§ **The task**
Look through the records below for the line with "next tick is due". Return that line and each one after it up to and including the line with "pub fn until_next(&self, now: Duration)", exactly.
==== Dataset ====
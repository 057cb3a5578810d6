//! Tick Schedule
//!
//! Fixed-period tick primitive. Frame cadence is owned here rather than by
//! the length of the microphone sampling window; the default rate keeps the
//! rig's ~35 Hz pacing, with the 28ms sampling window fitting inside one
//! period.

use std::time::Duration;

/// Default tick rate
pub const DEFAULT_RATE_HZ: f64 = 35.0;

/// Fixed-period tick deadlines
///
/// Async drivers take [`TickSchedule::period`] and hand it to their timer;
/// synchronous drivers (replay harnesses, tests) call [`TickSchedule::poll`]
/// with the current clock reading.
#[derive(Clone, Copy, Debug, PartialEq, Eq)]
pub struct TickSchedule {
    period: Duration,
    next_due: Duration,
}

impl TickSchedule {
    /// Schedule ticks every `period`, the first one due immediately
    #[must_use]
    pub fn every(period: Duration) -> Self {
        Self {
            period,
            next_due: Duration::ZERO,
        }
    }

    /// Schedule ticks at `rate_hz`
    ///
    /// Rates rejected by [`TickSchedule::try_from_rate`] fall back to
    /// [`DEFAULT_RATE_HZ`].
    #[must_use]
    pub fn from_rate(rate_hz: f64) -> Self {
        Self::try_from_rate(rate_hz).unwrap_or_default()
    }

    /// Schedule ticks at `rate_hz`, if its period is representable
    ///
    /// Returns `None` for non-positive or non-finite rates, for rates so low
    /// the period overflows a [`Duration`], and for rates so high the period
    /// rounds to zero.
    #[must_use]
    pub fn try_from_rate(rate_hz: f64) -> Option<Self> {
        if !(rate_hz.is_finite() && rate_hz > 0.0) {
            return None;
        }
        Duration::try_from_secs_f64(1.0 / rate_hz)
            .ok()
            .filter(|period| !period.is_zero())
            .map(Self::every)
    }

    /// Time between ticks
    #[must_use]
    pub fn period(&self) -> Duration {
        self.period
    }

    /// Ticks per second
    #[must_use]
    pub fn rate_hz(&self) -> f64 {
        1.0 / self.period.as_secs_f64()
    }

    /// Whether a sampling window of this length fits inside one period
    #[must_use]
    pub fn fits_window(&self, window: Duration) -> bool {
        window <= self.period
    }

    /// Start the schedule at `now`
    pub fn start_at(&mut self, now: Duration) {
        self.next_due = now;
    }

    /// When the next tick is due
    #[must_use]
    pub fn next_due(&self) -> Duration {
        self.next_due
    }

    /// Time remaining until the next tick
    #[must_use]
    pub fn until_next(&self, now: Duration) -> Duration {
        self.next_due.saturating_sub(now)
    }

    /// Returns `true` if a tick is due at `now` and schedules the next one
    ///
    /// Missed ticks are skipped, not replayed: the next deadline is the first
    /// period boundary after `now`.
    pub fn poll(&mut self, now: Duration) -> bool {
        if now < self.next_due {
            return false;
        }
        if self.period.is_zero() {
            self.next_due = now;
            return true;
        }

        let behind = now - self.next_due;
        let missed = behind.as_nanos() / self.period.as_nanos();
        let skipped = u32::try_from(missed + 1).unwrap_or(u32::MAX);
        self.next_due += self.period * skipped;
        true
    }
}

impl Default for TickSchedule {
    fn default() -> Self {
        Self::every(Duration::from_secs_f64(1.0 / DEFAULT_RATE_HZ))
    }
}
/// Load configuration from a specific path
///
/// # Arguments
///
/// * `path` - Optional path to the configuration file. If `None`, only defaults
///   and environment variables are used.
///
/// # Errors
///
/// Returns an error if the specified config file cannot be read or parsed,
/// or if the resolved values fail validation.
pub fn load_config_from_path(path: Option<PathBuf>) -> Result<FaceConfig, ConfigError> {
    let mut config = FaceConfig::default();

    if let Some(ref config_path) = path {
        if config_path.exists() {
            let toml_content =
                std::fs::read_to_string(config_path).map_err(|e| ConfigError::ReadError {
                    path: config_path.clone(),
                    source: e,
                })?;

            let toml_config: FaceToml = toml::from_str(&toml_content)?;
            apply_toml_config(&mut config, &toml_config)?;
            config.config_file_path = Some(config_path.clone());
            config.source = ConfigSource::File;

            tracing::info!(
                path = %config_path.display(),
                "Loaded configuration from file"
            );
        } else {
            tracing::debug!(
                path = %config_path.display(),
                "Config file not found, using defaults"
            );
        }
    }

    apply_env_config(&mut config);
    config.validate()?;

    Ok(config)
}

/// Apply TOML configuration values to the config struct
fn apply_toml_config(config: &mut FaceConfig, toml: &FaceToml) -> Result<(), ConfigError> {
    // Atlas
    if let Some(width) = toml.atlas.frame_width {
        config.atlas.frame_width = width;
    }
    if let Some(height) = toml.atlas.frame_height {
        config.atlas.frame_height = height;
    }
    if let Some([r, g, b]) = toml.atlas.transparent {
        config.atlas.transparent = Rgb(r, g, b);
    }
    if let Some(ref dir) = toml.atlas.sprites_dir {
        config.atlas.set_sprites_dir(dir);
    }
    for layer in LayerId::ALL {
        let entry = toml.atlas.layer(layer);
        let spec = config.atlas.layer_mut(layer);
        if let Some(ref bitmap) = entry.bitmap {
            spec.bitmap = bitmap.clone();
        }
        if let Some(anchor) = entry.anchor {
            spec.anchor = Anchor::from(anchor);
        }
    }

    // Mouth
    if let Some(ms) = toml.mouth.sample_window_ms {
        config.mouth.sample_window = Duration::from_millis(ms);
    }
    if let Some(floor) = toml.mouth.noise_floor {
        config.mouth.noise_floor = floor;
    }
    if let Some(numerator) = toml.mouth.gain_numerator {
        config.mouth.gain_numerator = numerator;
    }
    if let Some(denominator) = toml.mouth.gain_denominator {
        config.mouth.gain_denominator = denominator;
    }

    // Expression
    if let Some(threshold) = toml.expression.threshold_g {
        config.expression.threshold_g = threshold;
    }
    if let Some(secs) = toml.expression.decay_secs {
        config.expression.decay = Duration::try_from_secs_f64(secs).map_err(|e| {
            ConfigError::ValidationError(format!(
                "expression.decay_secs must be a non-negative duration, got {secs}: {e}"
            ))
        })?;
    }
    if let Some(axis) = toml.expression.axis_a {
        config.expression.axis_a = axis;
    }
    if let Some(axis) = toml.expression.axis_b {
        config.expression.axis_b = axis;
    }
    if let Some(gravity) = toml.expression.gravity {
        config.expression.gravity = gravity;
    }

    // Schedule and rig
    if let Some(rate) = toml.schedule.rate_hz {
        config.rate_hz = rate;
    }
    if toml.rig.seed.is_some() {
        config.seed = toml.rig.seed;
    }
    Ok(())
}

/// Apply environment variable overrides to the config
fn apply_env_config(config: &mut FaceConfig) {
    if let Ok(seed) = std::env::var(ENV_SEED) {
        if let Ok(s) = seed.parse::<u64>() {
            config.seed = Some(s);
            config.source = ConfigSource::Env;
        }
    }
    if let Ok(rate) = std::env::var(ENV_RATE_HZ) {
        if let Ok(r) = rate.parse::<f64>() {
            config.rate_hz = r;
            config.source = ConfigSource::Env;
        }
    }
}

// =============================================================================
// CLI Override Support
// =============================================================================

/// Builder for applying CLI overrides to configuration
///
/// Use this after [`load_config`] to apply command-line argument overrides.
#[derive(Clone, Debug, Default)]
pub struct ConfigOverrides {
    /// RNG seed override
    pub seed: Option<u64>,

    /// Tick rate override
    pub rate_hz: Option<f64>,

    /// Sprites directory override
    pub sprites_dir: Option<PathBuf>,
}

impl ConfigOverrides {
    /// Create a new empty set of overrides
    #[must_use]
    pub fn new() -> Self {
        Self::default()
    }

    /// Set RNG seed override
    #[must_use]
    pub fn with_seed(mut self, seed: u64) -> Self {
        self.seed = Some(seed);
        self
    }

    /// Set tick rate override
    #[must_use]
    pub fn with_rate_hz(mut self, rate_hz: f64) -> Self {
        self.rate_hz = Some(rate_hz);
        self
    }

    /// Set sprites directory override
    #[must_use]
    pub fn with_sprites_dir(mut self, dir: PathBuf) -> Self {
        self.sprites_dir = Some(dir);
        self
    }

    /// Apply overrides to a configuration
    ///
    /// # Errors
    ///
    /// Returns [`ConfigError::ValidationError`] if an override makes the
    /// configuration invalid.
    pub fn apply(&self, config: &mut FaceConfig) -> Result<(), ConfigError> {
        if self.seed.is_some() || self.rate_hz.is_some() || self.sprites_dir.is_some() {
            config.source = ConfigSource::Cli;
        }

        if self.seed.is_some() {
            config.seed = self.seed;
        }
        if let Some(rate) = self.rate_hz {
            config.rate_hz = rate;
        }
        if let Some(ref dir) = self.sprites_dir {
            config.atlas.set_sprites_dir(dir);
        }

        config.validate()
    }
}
====
§ **Your response**
    /// When the next tick is due
    #[must_use]
    pub fn next_due(&self) -> Duration {
        self.next_due
    }

    /// Time remaining until the next tick
    #[must_use]
    pub fn until_next(&self, now: Duration) -> Duration {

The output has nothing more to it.